Task brief
What is needed is a faithful copy of all the records.

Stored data
* * *

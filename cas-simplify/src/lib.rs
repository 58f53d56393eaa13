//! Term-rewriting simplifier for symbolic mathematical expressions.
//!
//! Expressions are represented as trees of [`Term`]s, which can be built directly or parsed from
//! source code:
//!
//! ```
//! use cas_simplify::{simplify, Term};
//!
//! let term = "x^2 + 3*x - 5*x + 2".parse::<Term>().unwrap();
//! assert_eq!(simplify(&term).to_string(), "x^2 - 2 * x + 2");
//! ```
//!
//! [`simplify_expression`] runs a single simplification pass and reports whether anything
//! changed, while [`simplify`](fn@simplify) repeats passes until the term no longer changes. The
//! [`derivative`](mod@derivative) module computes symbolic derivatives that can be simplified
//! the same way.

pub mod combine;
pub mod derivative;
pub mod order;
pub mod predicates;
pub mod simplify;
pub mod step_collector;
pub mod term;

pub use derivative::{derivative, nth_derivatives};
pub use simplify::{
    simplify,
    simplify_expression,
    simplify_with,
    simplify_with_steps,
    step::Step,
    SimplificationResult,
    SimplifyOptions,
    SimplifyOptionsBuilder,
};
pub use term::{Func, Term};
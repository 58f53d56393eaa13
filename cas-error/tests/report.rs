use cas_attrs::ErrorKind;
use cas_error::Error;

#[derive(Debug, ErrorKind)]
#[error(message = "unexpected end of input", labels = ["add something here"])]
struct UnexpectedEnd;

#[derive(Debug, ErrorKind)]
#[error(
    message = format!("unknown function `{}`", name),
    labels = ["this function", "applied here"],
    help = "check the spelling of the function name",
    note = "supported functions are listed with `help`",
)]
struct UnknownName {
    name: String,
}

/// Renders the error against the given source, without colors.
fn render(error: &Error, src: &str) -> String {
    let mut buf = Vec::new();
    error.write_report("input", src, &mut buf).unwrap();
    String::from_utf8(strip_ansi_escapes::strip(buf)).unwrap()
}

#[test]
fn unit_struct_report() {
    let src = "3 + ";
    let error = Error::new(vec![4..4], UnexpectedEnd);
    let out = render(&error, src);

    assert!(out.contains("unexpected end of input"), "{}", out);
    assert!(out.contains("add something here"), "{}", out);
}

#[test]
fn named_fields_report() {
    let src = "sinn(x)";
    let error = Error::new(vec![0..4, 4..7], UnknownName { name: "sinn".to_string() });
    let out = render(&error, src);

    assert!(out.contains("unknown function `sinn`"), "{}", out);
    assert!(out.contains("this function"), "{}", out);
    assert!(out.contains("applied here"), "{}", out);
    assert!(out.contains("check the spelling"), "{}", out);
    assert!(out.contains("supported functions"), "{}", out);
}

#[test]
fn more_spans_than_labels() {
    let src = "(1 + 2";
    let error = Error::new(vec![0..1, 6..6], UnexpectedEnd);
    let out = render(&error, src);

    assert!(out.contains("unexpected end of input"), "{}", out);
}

* * *

Result for this exercise
filename cas-simplify/src/lib.rs
repository 58f53d56393eaa13
//! Term-rewriting simplifier for symbolic mathematical expressions.
//!
//! Expressions are represented as trees of [`Term`]s, which can be built directly or parsed from
//! source code:
//!
//! ```
//! use cas_simplify::{simplify, Term};
//!
//! let term = "x^2 + 3*x - 5*x + 2".parse::<Term>().unwrap();
//! assert_eq!(simplify(&term).to_string(), "x^2 - 2 * x + 2");
//! ```
//!
//! [`simplify_expression`] runs a single simplification pass and reports whether anything
//! changed, while [`simplify`](fn@simplify) repeats passes until the term no longer changes. The
//! [`derivative`](mod@derivative) module computes symbolic derivatives that can be simplified
//! the same way.

pub mod combine;
pub mod derivative;
pub mod order;
pub mod predicates;
pub mod simplify;
pub mod step_collector;
pub mod term;

pub use derivative::{derivative, nth_derivatives};
pub use simplify::{
    simplify,
    simplify_expression,
    simplify_with,
    simplify_with_steps,
    step::Step,
    SimplificationResult,
    SimplifyOptions,
    SimplifyOptionsBuilder,
};
pub use term::{Func, Term};
repository 58f53d56393eaa13
filename cas-error/tests/report.rs
use cas_attrs::ErrorKind;
use cas_error::Error;

#[derive(Debug, ErrorKind)]
#[error(message = "unexpected end of input", labels = ["add something here"])]
struct UnexpectedEnd;

#[derive(Debug, ErrorKind)]
#[error(
    message = format!("unknown function `{}`", name),
    labels = ["this function", "applied here"],
    help = "check the spelling of the function name",
    note = "supported functions are listed with `help`",
)]
struct UnknownName {
    name: String,
}

/// Renders the error against the given source, without colors.
fn render(error: &Error, src: &str) -> String {
    let mut buf = Vec::new();
    error.write_report("input", src, &mut buf).unwrap();
    String::from_utf8(strip_ansi_escapes::strip(buf)).unwrap()
}

#[test]
fn unit_struct_report() {
    let src = "3 + ";
    let error = Error::new(vec![4..4], UnexpectedEnd);
    let out = render(&error, src);

    assert!(out.contains("unexpected end of input"), "{}", out);
    assert!(out.contains("add something here"), "{}", out);
}

#[test]
fn named_fields_report() {
    let src = "sinn(x)";
    let error = Error::new(vec![0..4, 4..7], UnknownName { name: "sinn".to_string() });
    let out = render(&error, src);

    assert!(out.contains("unknown function `sinn`"), "{}", out);
    assert!(out.contains("this function"), "{}", out);
    assert!(out.contains("applied here"), "{}", out);
    assert!(out.contains("check the spelling"), "{}", out);
    assert!(out.contains("supported functions"), "{}", out);
}

#[test]
fn more_spans_than_labels() {
    let src = "(1 + 2";
    let error = Error::new(vec![0..1, 6..6], UnexpectedEnd);
    let out = render(&error, src);

    assert!(out.contains("unexpected end of input"), "{}", out);
}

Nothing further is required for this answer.